A l'issue de la réunion du matin, et répondant en partie aux demandes notamment de l'UDI, la délibération a été modifiée pour formellement introduire une promesse sur laquelle s'était en amont, et à l'oral, déjà engagé le Président de région envers les élus des territoires concernés : « surveiller comme du lait sur le feu les deux aéroports pendant un an », avant de statuer sur une prise de participation éventuelle en leur sein. Une promesse désormais incluse par écrit dans la stratégie régionale via une clause de revoyure au 1er janvier 2019. De quoi soulager les esprits du côté des élus concernés, notamment les socialistes de la Vienne dont Anne Girard, Vice-président de l'aéroport de Poitiers, prête jusque-là à ne pas voter le texte proposé. Soulagés aussi, malgré une certaine inquiétude sur les termes exacts de la délibération, le Maire d'Agen et ses collègues UDI qui finiront par voter ce texte, tout comme du côté de l'opposition, les élus Modem et une partie des élus LR. Une fois les comptes faits, Alain Rousset a relevé 53 abstentions principalement FN et Verts, mais aussi LR et 14 « contre » laissant le reste des voix à un vote « pour » largement exprimé, à l'exception d'une ou deux non prise de participation au vote.
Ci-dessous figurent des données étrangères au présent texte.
//! X.509 peer certificates
//!
//! [`PeerCertificate`] is an owned view of the fields the gateway needs from a
//! client certificate or one of its issuers: identity, revocation endpoints,
//! key identifiers and the public key. It is extracted once with x509-parser
//! so it can be shared freely across tasks.

use std::path::Path;

use asn1_rs::BitString;
use x509_parser::certificate::X509Certificate;
use x509_parser::extensions::{DistributionPointName, GeneralName, ParsedExtension};
use x509_parser::pem::Pem;
use x509_parser::prelude::FromDer;
use x509_parser::verify::verify_signature;
use x509_parser::x509::AlgorithmIdentifier;

/// id-ad-ocsp access method
pub const OID_AD_OCSP: &str = "1.3.6.1.5.5.7.48.1";
/// id-ad-caIssuers access method
pub const OID_AD_CA_ISSUERS: &str = "1.3.6.1.5.5.7.48.2";
/// serialNumber attribute of a distinguished name
const OID_DN_SERIAL_NUMBER: &str = "2.5.4.5";

#[derive(Debug, thiserror::Error)]
pub enum CertificateError {
    #[error("failed to parse certificate: {0}")]
    Parse(String),

    #[error("no {0} block found in PEM input")]
    MissingPem(&'static str),

    #[error("invalid PEM input: {0}")]
    Pem(String),

    #[error("failed to read {path}: {source}")]
    Read {
        path: String,
        source: std::io::Error,
    },

    #[error("signature of {subject} does not verify against {issuer}: {reason}")]
    BadSignature {
        subject: String,
        issuer: String,
        reason: String,
    },

    #[error("signature by {signer} rejected: {reason}")]
    BadDataSignature { signer: String, reason: String },
}

/// Parsed client or issuer certificate
#[derive(Debug, Clone, PartialEq, Eq)]
pub struct PeerCertificate {
    der: Vec<u8>,
    subject: String,
    issuer: String,
    subject_raw: Vec<u8>,
    issuer_raw: Vec<u8>,
    common_name: Option<String>,
    subject_serial_number: Option<String>,
    issuer_serial_number: Option<String>,
    serial: Vec<u8>,
    is_ca: bool,
    authority_key_id: Option<Vec<u8>>,
    subject_key_id: Option<Vec<u8>>,
    ocsp_servers: Vec<String>,
    issuing_certificate_urls: Vec<String>,
    crl_distribution_points: Vec<String>,
    ocsp_signing: bool,
    public_key: Vec<u8>,
}

impl PeerCertificate {
    /// Parse a DER encoded certificate
    pub fn from_der(der: &[u8]) -> Result<Self, CertificateError> {
        let (_, x509) =
            X509Certificate::from_der(der).map_err(|e| CertificateError::Parse(e.to_string()))?;

        let subject = x509.subject();
        let issuer = x509.issuer();

        let mut cert = Self {
            der: der.to_vec(),
            subject: subject.to_string(),
            issuer: issuer.to_string(),
            subject_raw: subject.as_raw().to_vec(),
            issuer_raw: issuer.as_raw().to_vec(),
            common_name: subject
                .iter_common_name()
                .next()
                .and_then(|cn| cn.as_str().ok())
                .map(str::to_owned),
            subject_serial_number: dn_serial_number(subject),
            issuer_serial_number: dn_serial_number(issuer),
            serial: x509.raw_serial().to_vec(),
            is_ca: x509.is_ca(),
            authority_key_id: None,
            subject_key_id: None,
            ocsp_servers: Vec::new(),
            issuing_certificate_urls: Vec::new(),
            crl_distribution_points: Vec::new(),
            ocsp_signing: false,
            public_key: x509.public_key().subject_public_key.data.to_vec(),
        };

        for extension in x509.extensions() {
            match extension.parsed_extension() {
                ParsedExtension::AuthorityKeyIdentifier(aki) => {
                    cert.authority_key_id = aki.key_identifier.as_ref().map(|k| k.0.to_vec());
                }
                ParsedExtension::SubjectKeyIdentifier(ski) => {
                    cert.subject_key_id = Some(ski.0.to_vec());
                }
                ParsedExtension::AuthorityInfoAccess(aia) => {
                    for access in &aia.accessdescs {
                        let GeneralName::URI(uri) = &access.access_location else {
                            continue;
                        };
                        match access.access_method.to_id_string().as_str() {
                            OID_AD_OCSP => cert.ocsp_servers.push(uri.to_string()),
                            OID_AD_CA_ISSUERS => cert.issuing_certificate_urls.push(uri.to_string()),
                            _ => {}
                        }
                    }
                }
                ParsedExtension::CRLDistributionPoints(points) => {
                    for point in &points.points {
                        if let Some(DistributionPointName::FullName(names)) = &point.distribution_point {
                            cert.crl_distribution_points
                                .extend(names.iter().filter_map(|name| match name {
                                    GeneralName::URI(uri) => Some(uri.to_string()),
                                    _ => None,
                                }));
                        }
                    }
                }
                ParsedExtension::ExtendedKeyUsage(eku) => {
                    cert.ocsp_signing = eku.ocsp_signing;
                }
                _ => {}
            }
        }

        Ok(cert)
    }

    /// Parse a certificate given either as PEM or as raw DER
    pub fn from_pem_or_der(data: &[u8]) -> Result<Self, CertificateError> {
        Self::from_der(&decode_pem_or_der(data, "CERTIFICATE")?)
    }

    /// Load a PEM or DER certificate file
    pub fn load(path: &Path) -> Result<Self, CertificateError> {
        let data = std::fs::read(path).map_err(|source| CertificateError::Read {
            path: path.display().to_string(),
            source,
        })?;
        Self::from_pem_or_der(&data)
    }

    pub fn der(&self) -> &[u8] {
        &self.der
    }

    /// Subject distinguished name in RFC 4514 form
    pub fn subject(&self) -> &str {
        &self.subject
    }

    /// Issuer distinguished name in RFC 4514 form
    pub fn issuer(&self) -> &str {
        &self.issuer
    }

    /// DER encoding of the subject name
    pub fn subject_raw(&self) -> &[u8] {
        &self.subject_raw
    }

    pub fn common_name(&self) -> Option<&str> {
        self.common_name.as_deref()
    }

    /// Serial number as it appears in the certificate (big endian, signed)
    pub fn serial(&self) -> &[u8] {
        &self.serial
    }

    /// Serial number as lowercase hex without leading zeros
    pub fn serial_hex(&self) -> String {
        serial_to_hex(&self.serial)
    }

    pub fn is_ca(&self) -> bool {
        self.is_ca
    }

    /// OCSP responder URLs from the Authority Information Access extension
    pub fn ocsp_servers(&self) -> &[String] {
        &self.ocsp_servers
    }

    /// CA Issuers URLs from the Authority Information Access extension
    pub fn issuing_certificate_urls(&self) -> &[String] {
        &self.issuing_certificate_urls
    }

    pub fn crl_distribution_points(&self) -> &[String] {
        &self.crl_distribution_points
    }

    /// Whether the extended key usage allows signing OCSP responses
    pub fn is_ocsp_signer(&self) -> bool {
        self.ocsp_signing
    }

    /// Contents of the subjectPublicKey bit string
    pub fn public_key(&self) -> &[u8] {
        &self.public_key
    }

    /// A CA certificate that issued itself
    pub fn is_root_ca(&self) -> bool {
        if !self.is_ca {
            return false;
        }
        let same_key_id = matches!(
            (&self.authority_key_id, &self.subject_key_id),
            (Some(aki), Some(ski)) if !aki.is_empty() && aki == ski
        );
        same_key_id || self.issuer_raw == self.subject_raw
    }

    /// Whether `issuer`'s subject names this certificate's issuer.
    ///
    /// When both names carry a serialNumber attribute those are compared,
    /// otherwise the full names are.
    pub fn is_issued_by(&self, issuer: &PeerCertificate) -> bool {
        match (&self.issuer_serial_number, &issuer.subject_serial_number) {
            (Some(expected), Some(actual)) => expected == actual,
            _ => self.issuer_raw == issuer.subject_raw,
        }
    }

    /// Verify this certificate's signature with `issuer`'s public key
    pub fn verify_signed_by(&self, issuer: &PeerCertificate) -> Result<(), CertificateError> {
        let (_, cert) = X509Certificate::from_der(&self.der)
            .map_err(|e| CertificateError::Parse(e.to_string()))?;
        let (_, issuer_cert) = X509Certificate::from_der(&issuer.der)
            .map_err(|e| CertificateError::Parse(e.to_string()))?;

        cert.verify_signature(Some(issuer_cert.public_key()))
            .map_err(|e| CertificateError::BadSignature {
                subject: self.subject.clone(),
                issuer: issuer.subject.clone(),
                reason: e.to_string(),
            })
    }

    /// Verify a signature this certificate's key made over `data`, such as
    /// the signed part of an OCSP response
    pub fn verify_data_signature(
        &self,
        algorithm: &AlgorithmIdentifier<'_>,
        signature: &BitString<'_>,
        data: &[u8],
    ) -> Result<(), CertificateError> {
        let (_, cert) = X509Certificate::from_der(&self.der)
            .map_err(|e| CertificateError::Parse(e.to_string()))?;

        verify_signature(cert.public_key(), algorithm, signature, data).map_err(|e| {
            CertificateError::BadDataSignature {
                signer: self.subject.clone(),
                reason: e.to_string(),
            }
        })
    }
}

/// Find the issuer of `cert` among `candidates`
pub fn find_issuer<'a>(
    cert: &PeerCertificate,
    candidates: &'a [PeerCertificate],
) -> Option<&'a PeerCertificate> {
    candidates
        .iter()
        .find(|candidate| candidate.der != cert.der && cert.is_issued_by(candidate))
}

/// Compare two DER integer serials ignoring leading zero bytes
pub fn serials_match(a: &[u8], b: &[u8]) -> bool {
    strip_leading_zeros(a) == strip_leading_zeros(b)
}

pub(crate) fn serial_to_hex(serial: &[u8]) -> String {
    let digits: String = strip_leading_zeros(serial)
        .iter()
        .map(|b| format!("{:02x}", b))
        .collect();
    match digits.trim_start_matches('0') {
        "" => "0".to_string(),
        trimmed => trimmed.to_string(),
    }
}

fn strip_leading_zeros(bytes: &[u8]) -> &[u8] {
    let start = bytes.iter().position(|b| *b != 0).unwrap_or(bytes.len());
    &bytes[start..]
}

fn dn_serial_number(name: &x509_parser::x509::X509Name<'_>) -> Option<String> {
    name.iter_attributes()
        .find(|attr| attr.attr_type().to_id_string() == OID_DN_SERIAL_NUMBER)
        .and_then(|attr| attr.as_str().ok())
        .filter(|s| !s.is_empty())
        .map(str::to_owned)
}

/// Return the DER bytes of the first PEM block labelled `label`, or the input
/// unchanged when it is not PEM.
pub fn decode_pem_or_der(data: &[u8], label: &'static str) -> Result<Vec<u8>, CertificateError> {
    let is_pem = data
        .iter()
        .position(|b| !b.is_ascii_whitespace())
        .map(|start| data[start..].starts_with(b"-----BEGIN"))
        .unwrap_or(false);
    if !is_pem {
        return Ok(data.to_vec());
    }

    for pem in Pem::iter_from_buffer(data) {
        let pem = pem.map_err(|e| CertificateError::Pem(e.to_string()))?;
        if pem.label == label {
            return Ok(pem.contents);
        }
    }
    Err(CertificateError::MissingPem(label))
}

#[cfg(test)]
mod tests {
    use super::*;
    use crate::testing::TestPki;

    #[test]
    fn test_serials_match_ignores_leading_zeros() {
        assert!(serials_match(&[0x00, 0x10, 0x01], &[0x10, 0x01]));
        assert!(!serials_match(&[0x10, 0x02], &[0x10, 0x01]));
        assert_eq!(serial_to_hex(&[0x00, 0x0a, 0xbc]), "abc");
        assert_eq!(serial_to_hex(&[0x00]), "0");
    }

    #[test]
    fn test_extracts_revocation_endpoints() {
        let pki = TestPki::builder()
            .ocsp_url("http://ocsp.example.test/")
            .ca_issuers_url("http://ca.example.test/intermediate.pem")
            .crl_url("http://crl.example.test/leaf.crl")
            .build();

        let leaf = pki.leaf();
        assert_eq!(leaf.common_name(), Some("device-001"));
        assert_eq!(leaf.ocsp_servers(), ["http://ocsp.example.test/"]);
        assert_eq!(
            leaf.issuing_certificate_urls(),
            ["http://ca.example.test/intermediate.pem"]
        );
        assert_eq!(
            leaf.crl_distribution_points(),
            ["http://crl.example.test/leaf.crl"]
        );
        assert!(!leaf.is_ca());
    }

    #[test]
    fn test_root_detection() {
        let pki = TestPki::builder().build();

        assert!(pki.root().is_root_ca());
        assert!(!pki.intermediate().is_root_ca());
        assert!(!pki.leaf().is_root_ca());
    }

    #[test]
    fn test_find_issuer_in_presented_set() {
        let pki = TestPki::builder().build();
        let presented = vec![pki.leaf().clone(), pki.intermediate().clone()];

        let issuer = find_issuer(pki.leaf(), &presented).unwrap();
        assert_eq!(issuer, pki.intermediate());
        assert!(find_issuer(pki.intermediate(), &presented).is_none());
    }

    #[test]
    fn test_signature_verification() {
        let pki = TestPki::builder().build();

        pki.leaf().verify_signed_by(pki.intermediate()).unwrap();
        assert!(pki.leaf().verify_signed_by(pki.root()).is_err());
    }

    #[test]
    fn test_pem_and_der_inputs() {
        let pki = TestPki::builder().build();
        let pem = pki.leaf_pem();

        let from_pem = PeerCertificate::from_pem_or_der(pem.as_bytes()).unwrap();
        let from_der = PeerCertificate::from_pem_or_der(pki.leaf().der()).unwrap();
        assert_eq!(from_pem, from_der);

        let err = decode_pem_or_der(pem.as_bytes(), "X509 CRL").unwrap_err();
        assert!(matches!(err, CertificateError::MissingPem("X509 CRL")));
    }
}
Un vote qui aura tout de même été précédé, et ce malgré la réunion en amont, d'échanges musclés entre la tribune et l'assemblée, avec dans les rôles titres, Alain Rousset et Renaud Lagrave, son vice-président au transport, d'une part, et Jean Dionis du Séjour et Olivier Chartier (LR) de l'autre, ou encore pour un épisode limousin, Gérard Vandenbroucke (Premier vice président de la Région,) face à Guillaume Guérin (LR), sans oublier la pointe d'agacement du vert Lionel Frel grondant les uns et les autres « d'être dans du marchandage », pas vraiment acceptable selon lui dans le cadre d'une assemblée plénière régionale. Autant d'accrochages, dus notamment à un désaccord de fond sur les compétences de départements et de la région sur le transport aérien, qui ont bien failli faire retirer le dossier de l'ordre du jour par le président de région, le tout dans une ambiance de brouhaha généralisée, entre cour d'école et foire d'empoigne... Un niveau sonore, qui sans doute démontre les débats passionnés, à défaut parfois d'être audibles...
Après une interruption de séance demandée par Yves d'Amecourt (LR) et un vote public, également à sa demande, c'est finalement et un peu étonnamment, dans une ambiance de bonne camaraderie que le dossier s'est clos. Reste désormais à la Région de négocier et contractualiser avec chacun des aéroports concernés.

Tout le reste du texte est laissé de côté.